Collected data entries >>
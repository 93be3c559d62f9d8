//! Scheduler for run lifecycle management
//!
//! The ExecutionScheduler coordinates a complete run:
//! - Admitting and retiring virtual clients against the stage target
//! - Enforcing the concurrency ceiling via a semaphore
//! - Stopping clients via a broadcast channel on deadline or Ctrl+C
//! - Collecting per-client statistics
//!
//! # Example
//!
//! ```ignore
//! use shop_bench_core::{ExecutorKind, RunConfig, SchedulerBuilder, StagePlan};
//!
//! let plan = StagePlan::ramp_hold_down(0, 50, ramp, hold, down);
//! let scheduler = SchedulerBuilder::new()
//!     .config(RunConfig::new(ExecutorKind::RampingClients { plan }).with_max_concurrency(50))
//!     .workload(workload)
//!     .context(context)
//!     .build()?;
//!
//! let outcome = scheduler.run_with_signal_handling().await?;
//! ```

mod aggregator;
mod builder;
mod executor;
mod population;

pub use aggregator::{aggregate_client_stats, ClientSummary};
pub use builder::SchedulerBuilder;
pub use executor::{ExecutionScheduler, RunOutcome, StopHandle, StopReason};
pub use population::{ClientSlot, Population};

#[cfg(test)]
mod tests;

Instructions to follow >>
An exact copy of all the entries is what's needed; write it out.

Exercise answer >>
repository 93be3c559d62f9d8
//! Scheduler for run lifecycle management
//!
//! The ExecutionScheduler coordinates a complete run:
//! - Admitting and retiring virtual clients against the stage target
//! - Enforcing the concurrency ceiling via a semaphore
//! - Stopping clients via a broadcast channel on deadline or Ctrl+C
//! - Collecting per-client statistics
//!
//! # Example
//!
//! ```ignore
//! use shop_bench_core::{ExecutorKind, RunConfig, SchedulerBuilder, StagePlan};
//!
//! let plan = StagePlan::ramp_hold_down(0, 50, ramp, hold, down);
//! let scheduler = SchedulerBuilder::new()
//!     .config(RunConfig::new(ExecutorKind::RampingClients { plan }).with_max_concurrency(50))
//!     .workload(workload)
//!     .context(context)
//!     .build()?;
//!
//! let outcome = scheduler.run_with_signal_handling().await?;
//! ```

mod aggregator;
mod builder;
mod executor;
mod population;

pub use aggregator::{aggregate_client_stats, ClientSummary};
pub use builder::SchedulerBuilder;
pub use executor::{ExecutionScheduler, RunOutcome, StopHandle, StopReason};
pub use population::{ClientSlot, Population};

#[cfg(test)]
mod tests;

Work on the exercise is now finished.